Сегодня идеи стремительно расходятся по всему миру через Интернет. Любой физик может написать статью, и уже завтра о та будет разослана его коллегам. До тех пор пока хоть кому‑нибудь не все равно, хорошая и верная идея всегда найдет путь в научные круги.
Инженеры и физики БАКа не пожалели времени и денег на безопасность. Они старались экономить на всем, но не за счет опасностей или неточностей. Интересы всех были тщательно сбалансированы. Результат, не прошедший испытания временем, не принесет пользы никому.
Валюта научного мира — репутация, а «золотых парашютов» потерявшим ее ученым не выдают.
ПРОГНОЗИРОВАНИЕ
Мы все, надеюсь, уже согласились с тем, что не стоит тревожиться о черных дырах, хотя поводов для беспокойства остается достаточно. В случае с БАКом мы думаем — и должны думать — обо всем хорошем, что можно сделать с его помощью. Созданные в нем частицы помогут нам получить ответы на глубокие фундаментальные вопросы о структуре вещества.
Возвращаясь ненадолго к своему разговору с Нейтом Силвером, замечу: я поняла, насколько наша ситуация уникальна. В физике элементарных частиц мы можем ограничиться достаточно простыми системами и исследовать на их примере, как методически на базе старых результатов возникают новые. Иногда наши прогнозы рождаются на основании известных моделей, истинность которых доказана. В других случаях мы строим прогнозы на базе моделей, которые у нас есть основания считать обоснованными, а затем при помощи экспериментов стараемся исключить лишние возможности. Уже на этом этапе — не зная, действительно ли наши модели окажутся верными — мы можем предвидеть, какими должны быть их экспериментальные доказательства, если соответствующие эксперименты будут проведены.
Физика элементарных частиц активно использует нашу способность делить мир в соответствии с масштабами событий и объектов. Мы знаем, что взаимодействия на малых масштабах могут сильно отличаться от того, что происходит на больших, и при этом понимаем, что любые мелкомасштабные взаимодействия вносят свой вполне определенный вклад в то, что происходит «выше», и должны полностью согласовываться с уже известными фактами.
Почти во всех других ситуациях прогнозирование делается совершенно иначе. В сложных системах нам часто приходится иметь дело одновременно с несколькими разными масштабами. Это верно не только для социальных систем, таких как банк, где один безответственный трейдер может дестабилизировать экономику в целом, но и в других науках. Прогнозы в таких случаях могут быть весьма изменчивыми.

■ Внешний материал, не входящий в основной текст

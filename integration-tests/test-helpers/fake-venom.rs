// Copyright (c) The venom-explorer Contributors
// SPDX-License-Identifier: MIT OR Apache-2.0

//! A stand-in for venom, used by integration tests.
//!
//! `fake-venom version` prints `$FAKE_VENOM_VERSION` (default `v1.2.0`).
//!
//! `fake-venom run --format=json --output-dir=DIR [ARGS...] FILE` writes
//! `DIR/test_results.json` according to directives in FILE, one per line:
//!
//! ```text
//! # fake-venom: fail <diagnostic>
//! # fake-venom: error <diagnostic>
//! # fake-venom: no-results
//! ```
//!
//! A file without directives passes. Like venom, the exit code doesn't reflect the results.

use camino::{Utf8Path, Utf8PathBuf};
use color_eyre::{
    Result,
    eyre::{Context, bail},
};
use venom_metadata::{
    TEST_RESULTS_FILE_NAME, TestCaseResult, TestFailureEntry, TestSuiteResult, VenomTestResults,
};

const DIRECTIVE_PREFIX: &str = "# fake-venom:";

fn main() -> Result<()> {
    color_eyre::install()?;

    let args: Vec<String> = std::env::args().skip(1).collect();
    match args.first().map(String::as_str) {
        Some("version") => {
            let version =
                std::env::var("FAKE_VENOM_VERSION").unwrap_or_else(|_| "v1.2.0".to_owned());
            println!("Version venom: {version}");
            Ok(())
        }
        Some("run") => run(&args[1..]),
        _ => bail!("unsupported arguments: {args:?}"),
    }
}

fn run(args: &[String]) -> Result<()> {
    let output_dir = args
        .iter()
        .find_map(|arg| arg.strip_prefix("--output-dir="))
        .map(Utf8PathBuf::from)
        .ok_or_else(|| color_eyre::eyre::eyre!("--output-dir is required"))?;
    let Some(file) = args.last().map(Utf8Path::new) else {
        bail!("no test suite file given");
    };

    let cwd = std::env::current_dir().wrap_err("current directory is invalid")?;
    println!("running {file} in {}", cwd.display());
    for arg in &args[..args.len() - 1] {
        if let Some(var) = arg.strip_prefix("--var=") {
            println!("with variable {var}");
        }
    }

    let contents =
        std::fs::read_to_string(file).wrap_err_with(|| format!("error reading {file}"))?;

    let mut failures = Vec::new();
    let mut errors = Vec::new();
    for line in contents.lines() {
        let Some(directive) = line.trim().strip_prefix(DIRECTIVE_PREFIX) else {
            continue;
        };
        let directive = directive.trim();
        if directive == "no-results" {
            eprintln!("panic: fake-venom was told not to write results");
            std::process::exit(2);
        } else if let Some(message) = directive.strip_prefix("fail ") {
            failures.push(entry(message));
        } else if let Some(message) = directive.strip_prefix("error ") {
            errors.push(entry(message));
        } else {
            bail!("unknown directive `{directive}` in {file}");
        }
    }

    let name = file.file_stem().unwrap_or("suite").to_owned();
    let suite = TestSuiteResult {
        name: name.clone(),
        package: file.to_string(),
        errors: errors.len() as u64,
        failures: failures.len() as u64,
        testcases: vec![TestCaseResult {
            name: format!("{name} testcase"),
            classname: name,
            failures: (!failures.is_empty()).then_some(failures),
            errors: (!errors.is_empty()).then_some(errors),
        }],
    };
    let results = VenomTestResults {
        test_suites: vec![suite],
    };

    let results_path = output_dir.join(TEST_RESULTS_FILE_NAME);
    let json = serde_json::to_string_pretty(&results)?;
    std::fs::write(&results_path, json)
        .wrap_err_with(|| format!("error writing {results_path}"))?;

    if results.test_suites.iter().any(|s| s.failures > 0 || s.errors > 0) {
        std::process::exit(2);
    }
    Ok(())
}

fn entry(message: &str) -> TestFailureEntry {
    TestFailureEntry {
        value: message.to_owned(),
        kind: None,
    }
}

К примеру, в задачи биологии входит прогнозирование развития биологических систем и поведения животных и человека. Но мы пока не сумели до конца разобраться ни в базовых функциональных единицах, ни в высокоуровневой организации, посредством которой из базовых элементов складываются сложные эффекты. Нам не известны также все обратные связи, которые, скорее всего, делают невозможным строгое разделение по масштабам. Ученые умеют строить модели, но без лучшего понимания основных базовых элементов и того, как именно каждый из них влияет на эмерджентное поведение, разработчики моделей просто тонут в трясине фактов и возможностей.
Дополнительную сложность вносит тот факт, что хотя биологические модели разрабатываются на базе существующих данных, верные исследовательские подходы нам неизвестны. Мы не сумели пока выделить все простые независимые системы, поэтому трудно сказать, которая из моделей верна (если верная модель вообще существует). Коллеги–нейробиологи жалуются на одну проблему. Без качественно новых методов измерения даже самые лучшие модели всего лишь согласуются с существующими данными. А поскольку с данными по определению согласована любая «выжившая» модель, трудно определить, какая из гипотез, на которых все они основаны, верна.